Oh, come on! We all know to be terrified of letting 5-year-olds onto the plane [king5.com] (video). If they share a name, they're bound to share ideologies. And what better place to hide explosives than in a shitty diaper?

And that kid was only wanted by the INS! I can just imagine the hillarity ensuing when they clear an airport because another kid "made a stink bomb" in his diaper - we all know how much the TSA loves words like those.

Re:It's _not_ crippled by technical flaws.

Actually, I'd be pretty cool with banning 5-year-olds from planes.

Re:It's _not_ crippled by technical flaws.
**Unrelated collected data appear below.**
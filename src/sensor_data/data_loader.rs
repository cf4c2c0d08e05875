use crate::config::ClientConfig;
use crate::sensor_data::error::FetchError;
use crate::sensor_data::outcome::FetchOutcome;
use crate::types::fetch_request::FetchRequest;
use crate::types::reading::{
    csv_read_options, missing_columns, normalize_readings, parse_readings, TIMESTAMP_FORMAT,
};
use chrono::Utc;
use log::{debug, info, warn};
use polars::frame::DataFrame;
use polars::prelude::*;
use reqwest::Client;
use std::path::{Path, PathBuf};
use tempfile::NamedTempFile;
use tokio::{fs, task};

/// Body prefix the service returns while it is down for maintenance.
pub const MAINTENANCE_SENTINEL: &str = "<!doctype html>\n<title>Site Maintenance</title>";

/// Resolves fetch requests against the aggregation service, keeping one CSV
/// snapshot per `(variable, days)` key as the fallback when the service fails.
pub struct SensorDataLoader {
    snapshot_dir: PathBuf,
    config: ClientConfig,
    download_client: Client,
}

impl SensorDataLoader {
    pub fn new(snapshot_dir: &Path, config: ClientConfig) -> SensorDataLoader {
        SensorDataLoader {
            snapshot_dir: snapshot_dir.to_path_buf(),
            config,
            download_client: Client::new(),
        }
    }

    pub fn snapshot_path(&self, request: &FetchRequest) -> PathBuf {
        self.snapshot_dir.join(request.snapshot_file_name())
    }

    /// Reads the request from the service, refreshing its snapshot, and falls
    /// back to the last snapshot when any step of that fails.
    ///
    /// A missing snapshot after a failed read is terminal and never retried.
    pub async fn load(&self, request: &FetchRequest) -> FetchOutcome {
        let snapshot_path = self.snapshot_path(request);

        let cause = match self.fetch_and_snapshot(request, &snapshot_path).await {
            Ok(frame) => return FetchOutcome::Fetched(frame),
            Err(e) => e,
        };
        warn!("Failed to load {} from the remote service: {}", request, cause);

        if fs::metadata(&snapshot_path).await.is_err() {
            warn!(
                "No snapshot for {} at {:?}, data is unavailable",
                request, snapshot_path
            );
            return FetchOutcome::Unavailable(FetchError::DataUnavailable {
                variable: request.variable().to_string(),
                days: request.days(),
                cause: Box::new(cause),
            });
        }

        info!(
            "Loading {} from snapshot {:?} after remote failure",
            request, snapshot_path
        );
        match Self::read_snapshot(&snapshot_path).await {
            Ok(frame) => FetchOutcome::FellBackToCache { frame, cause },
            Err(read_err) => {
                warn!("Snapshot {:?} could not be read: {}", snapshot_path, read_err);
                FetchOutcome::Unavailable(FetchError::DataUnavailable {
                    variable: request.variable().to_string(),
                    days: request.days(),
                    cause: Box::new(read_err),
                })
            }
        }
    }

    async fn fetch_and_snapshot(
        &self,
        request: &FetchRequest,
        snapshot_path: &Path,
    ) -> Result<DataFrame, FetchError> {
        let body = self.download(request).await?;

        let variable = request.variable().to_string();
        let frame = task::spawn_blocking(move || {
            let frame = parse_readings(body.as_bytes()).map_err(|source| FetchError::CsvParse {
                variable: variable.clone(),
                source,
            })?;
            let missing = missing_columns(&frame);
            if !missing.is_empty() {
                return Err(FetchError::UnexpectedSchema { variable, missing });
            }
            Ok(frame)
        })
        .await??;
        debug!("Parsed {} rows for {}", frame.height(), request);

        fs::create_dir_all(&self.snapshot_dir)
            .await
            .map_err(|e| FetchError::SnapshotWriteIo(self.snapshot_dir.clone(), e))?;
        Self::write_snapshot(frame.clone(), snapshot_path).await?;
        info!(
            "Stored snapshot for {} ({} rows) at {:?}",
            request,
            frame.height(),
            snapshot_path
        );
        Ok(frame)
    }

    /// Performs the remote read and returns the raw CSV body.
    async fn download(&self, request: &FetchRequest) -> Result<String, FetchError> {
        let url = self.config.base_url().to_string();
        let params = request.query_params(Utc::now(), &self.config);
        info!("Requesting {} from {}", request, url);

        let response = self
            .download_client
            .get(&url)
            .query(&params)
            .timeout(self.config.request_timeout())
            .send()
            .await
            .map_err(|e| FetchError::NetworkRequest(url.clone(), e))?;

        let response = match response.error_for_status() {
            Ok(resp) => resp,
            Err(e) => {
                warn!("HTTP error for {}: {:?}", url, e);
                return Err(if let Some(status) = e.status() {
                    FetchError::HttpStatus {
                        url,
                        status,
                        source: e,
                    }
                } else {
                    FetchError::NetworkRequest(url, e)
                });
            }
        };

        let body = response
            .text()
            .await
            .map_err(|e| FetchError::NetworkRequest(url.clone(), e))?;

        if body.starts_with(MAINTENANCE_SENTINEL) {
            warn!("{} answered with its maintenance page", url);
            return Err(FetchError::Maintenance(url));
        }
        Ok(body)
    }

    /// Replaces the snapshot atomically: the table is written to a temporary file
    /// next to the target and renamed over it.
    async fn write_snapshot(mut df: DataFrame, path: &Path) -> Result<(), FetchError> {
        let path_buf = path.to_path_buf();
        task::spawn_blocking(move || {
            let dir = path_buf
                .parent()
                .map(Path::to_path_buf)
                .unwrap_or_else(|| PathBuf::from("."));
            let mut temp_file = NamedTempFile::new_in(&dir)
                .map_err(|e| FetchError::SnapshotWriteIo(path_buf.clone(), e))?;
            CsvWriter::new(temp_file.as_file_mut())
                .include_header(true)
                .with_datetime_format(Some(TIMESTAMP_FORMAT.to_string()))
                .finish(&mut df)
                .map_err(|e| FetchError::SnapshotWritePolars(path_buf.clone(), e))?;
            temp_file
                .persist(&path_buf)
                .map_err(|e| FetchError::SnapshotWriteIo(path_buf.clone(), e.error))?;
            Ok::<(), FetchError>(())
        })
        .await??;
        Ok(())
    }

    pub(crate) async fn read_snapshot(path: &Path) -> Result<DataFrame, FetchError> {
        let path_buf = path.to_path_buf();
        task::spawn_blocking(move || {
            csv_read_options()
                .try_into_reader_with_file_path(Some(path_buf.clone()))
                .and_then(|reader| reader.finish())
                .and_then(normalize_readings)
                .map_err(|e| FetchError::SnapshotRead(path_buf, e))
        })
        .await?
    }
}

#[cfg(test)]
mod tests {
    use super::*;
    use crate::sensor_data::outcome::DataOrigin;
    use crate::sensor_data::test_server::{serve, serve_silent, unreachable_url};
    use crate::types::reading::fixtures::{csv_from_owned, quarter_hour_rows};
    use crate::types::reading::COL_VALUE;
    use std::time::Duration;
    use tempfile::TempDir;

    fn loader_for(url: &str, dir: &TempDir) -> SensorDataLoader {
        let config = ClientConfig::builder().base_url(url).build();
        SensorDataLoader::new(dir.path(), config)
    }

    fn ten_row_snapshot() -> String {
        let values: Vec<f64> = (1..=10).map(f64::from).collect();
        csv_from_owned(&quarter_hour_rows(&values))
    }

    #[tokio::test]
    async fn test_successful_fetch_writes_snapshot() -> Result<(), Box<dyn std::error::Error>> {
        let body = csv_from_owned(&quarter_hour_rows(&[4.0, 5.0, 6.0]));
        let server = serve(200, body).await;
        let dir = TempDir::new()?;
        let loader = loader_for(&server.url, &dir);
        let request = FetchRequest::new("PM2.5", 1)?;

        let outcome = loader.load(&request).await;
        assert_eq!(outcome.origin(), Some(DataOrigin::Remote));
        let (frame, _) = outcome.into_result()?;
        assert_eq!(frame.height(), 3);
        assert_eq!(server.hits(), 1);

        let snapshot = SensorDataLoader::read_snapshot(&loader.snapshot_path(&request)).await?;
        assert_eq!(snapshot.height(), 3);
        let values: Vec<Option<f64>> = snapshot.column(COL_VALUE)?.f64()?.into_iter().collect();
        assert_eq!(values, vec![Some(4.0), Some(5.0), Some(6.0)]);
        Ok(())
    }

    #[tokio::test]
    async fn test_maintenance_falls_back_without_overwriting() -> Result<(), Box<dyn std::error::Error>> {
        let server = serve(200, format!("{MAINTENANCE_SENTINEL}\n<h1>Back soon</h1>")).await;
        let dir = TempDir::new()?;
        let loader = loader_for(&server.url, &dir);
        let request = FetchRequest::new("PM2.5", 1)?;

        let snapshot_path = loader.snapshot_path(&request);
        let original = ten_row_snapshot();
        std::fs::write(&snapshot_path, &original)?;

        match loader.load(&request).await {
            FetchOutcome::FellBackToCache { frame, cause } => {
                assert_eq!(frame.height(), 10);
                assert!(matches!(cause, FetchError::Maintenance(_)));
            }
            other => panic!("expected a snapshot fallback, got {:?}", other),
        }
        assert_eq!(std::fs::read_to_string(&snapshot_path)?, original);
        Ok(())
    }

    #[tokio::test]
    async fn test_maintenance_without_snapshot_is_unavailable() -> Result<(), Box<dyn std::error::Error>> {
        let server = serve(200, MAINTENANCE_SENTINEL.to_string()).await;
        let dir = TempDir::new()?;
        let loader = loader_for(&server.url, &dir);
        let request = FetchRequest::new("NO2", 7)?;

        match loader.load(&request).await {
            FetchOutcome::Unavailable(FetchError::DataUnavailable { variable, days, cause }) => {
                assert_eq!(variable, "NO2");
                assert_eq!(days, 7);
                assert!(cause.is_transient());
            }
            other => panic!("expected data to be unavailable, got {:?}", other),
        }
        assert!(!loader.snapshot_path(&request).exists());
        Ok(())
    }

    #[tokio::test]
    async fn test_network_error_falls_back() -> Result<(), Box<dyn std::error::Error>> {
        let url = unreachable_url().await;
        let dir = TempDir::new()?;
        let loader = loader_for(&url, &dir);
        let request = FetchRequest::new("O3", 3)?;
        std::fs::write(loader.snapshot_path(&request), ten_row_snapshot())?;

        match loader.load(&request).await {
            FetchOutcome::FellBackToCache { frame, cause } => {
                assert_eq!(frame.height(), 10);
                assert!(matches!(cause, FetchError::NetworkRequest(..)));
            }
            other => panic!("expected a snapshot fallback, got {:?}", other),
        }
        Ok(())
    }

    #[tokio::test]
    async fn test_http_error_status_falls_back() -> Result<(), Box<dyn std::error::Error>> {
        let server = serve(503, "unavailable".to_string()).await;
        let dir = TempDir::new()?;
        let loader = loader_for(&server.url, &dir);
        let request = FetchRequest::new("PM10", 1)?;
        std::fs::write(loader.snapshot_path(&request), ten_row_snapshot())?;

        match loader.load(&request).await {
            FetchOutcome::FellBackToCache { cause, .. } => match cause {
                FetchError::HttpStatus { status, .. } => assert_eq!(status.as_u16(), 503),
                other => panic!("unexpected cause {:?}", other),
            },
            other => panic!("expected a snapshot fallback, got {:?}", other),
        }
        Ok(())
    }

    #[tokio::test]
    async fn test_body_without_reading_columns_falls_back() -> Result<(), Box<dyn std::error::Error>> {
        let server = serve(200, "<html><body>Bad Gateway</body></html>".to_string()).await;
        let dir = TempDir::new()?;
        let loader = loader_for(&server.url, &dir);
        let request = FetchRequest::new("PM2.5", 1)?;

        let snapshot_path = loader.snapshot_path(&request);
        let original = ten_row_snapshot();
        std::fs::write(&snapshot_path, &original)?;

        match loader.load(&request).await {
            FetchOutcome::FellBackToCache { frame, cause } => {
                assert_eq!(frame.height(), 10);
                match cause {
                    FetchError::UnexpectedSchema { missing, .. } => {
                        assert!(missing.iter().any(|c| c == "Value"))
                    }
                    other => panic!("unexpected cause {:?}", other),
                }
            }
            other => panic!("expected a snapshot fallback, got {:?}", other),
        }
        assert_eq!(std::fs::read_to_string(&snapshot_path)?, original);
        Ok(())
    }

    #[tokio::test]
    async fn test_request_timeout_falls_back() -> Result<(), Box<dyn std::error::Error>> {
        let server = serve_silent().await;
        let dir = TempDir::new()?;
        let config = ClientConfig::builder()
            .base_url(server.url.clone())
            .request_timeout(Duration::from_millis(200))
            .build();
        let loader = SensorDataLoader::new(dir.path(), config);
        let request = FetchRequest::new("NO2", 3)?;
        std::fs::write(loader.snapshot_path(&request), ten_row_snapshot())?;

        match loader.load(&request).await {
            FetchOutcome::FellBackToCache { frame, cause } => {
                assert_eq!(frame.height(), 10);
                match cause {
                    FetchError::NetworkRequest(_, e) => assert!(e.is_timeout()),
                    other => panic!("unexpected cause {:?}", other),
                }
            }
            other => panic!("expected a snapshot fallback, got {:?}", other),
        }
        assert_eq!(server.hits(), 1);
        Ok(())
    }

    #[tokio::test]
    async fn test_empty_table_is_a_success_and_replaces_snapshot() -> Result<(), Box<dyn std::error::Error>> {
        let server = serve(200, csv_from_owned(&[])).await;
        let dir = TempDir::new()?;
        let loader = loader_for(&server.url, &dir);
        let request = FetchRequest::new("Humidity", 1)?;
        std::fs::write(loader.snapshot_path(&request), ten_row_snapshot())?;

        let outcome = loader.load(&request).await;
        assert_eq!(outcome.origin(), Some(DataOrigin::Remote));
        let (frame, _) = outcome.into_result()?;
        assert_eq!(frame.height(), 0);

        let snapshot = SensorDataLoader::read_snapshot(&loader.snapshot_path(&request)).await?;
        assert_eq!(snapshot.height(), 0);
        Ok(())
    }
}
Exactly. The No Fly List [wikipedia.org] is useless because it contains an estimated 1,000,000+ names (really, 1 million terrorists we can't track down?). It's useless because it contains generic entries such as T. Kennedy, which doesn't refer to a person but an alias once used in a crime (Tater Salad might be in there too). It's useless because even once they bomb a terrorist into tiny pieces his name is still on the list (sry, can't rememer who). Not only that, but the list is used for political dissidents too, not just terrorists or dangerous criminals. Apparently Nelson Mandela was on the list, until the fact was embarrasingly publicized and he was finally removed.

Re:It's _not_ crippled by technical flaws.

But hey, it's not that bad! After all, since all terrorists use their real names when flying, it is sure to catch them all.

Ever wonder why no suicide bomber has been able to strike twice? It's because of the no-fly-list, I tell you!

Size Comparison

For those interested: the size of the terror watchlist compared to US cities and States [wellingtongrey.net].

Re:is this "obvious news day" again?

Because theres' nothing a non-USian can learn in such a "story", except that US-ians are teh morons.

Hold on, that's not true! In this story, we learn that the terrorist watch list is not only a bad idea, but it is poorly implemented!

Re:is this "obvious news day" again?

Well let me give you my personal experience about it. I have a relative named "David Hall." Pretty common name huh? Well he was put on the terror watch list years ago because there is a suspicious person named David Hall. He was able to determine that the person they were after was many years older, had a different birthdate, SSN, and even lived in a state he had never been in.

Since he flew a lot for work, the unfortunate consequence was being FULLY searched EVERY time he went through the airport. He finally called up the TSA once and told them, "How about I just come into your office. If I am your man, ARREST ME! If I'm not, then get me off of this list!" to which they responded, "I'm sorry sir, but it doesn't work that way."

All in all, it took him over 3 years to finally get his name off. I think the criteria for being on the terror watch list are pretty well summed up here:

-If you have the same name, initials or hair color as a felon, you're on the list.

-If you've ever lived withing a 5 mile radius of a felon, you're on the list.

-If you've ever flown on an airline that a terrorist has ever attacked before, you're on the list. and finally.

-If airport security is bored, you're on the list.

Any thoughts?

Re:Robert'); DROP DATABASE; â"

I think you mean Little Ahmed Tables.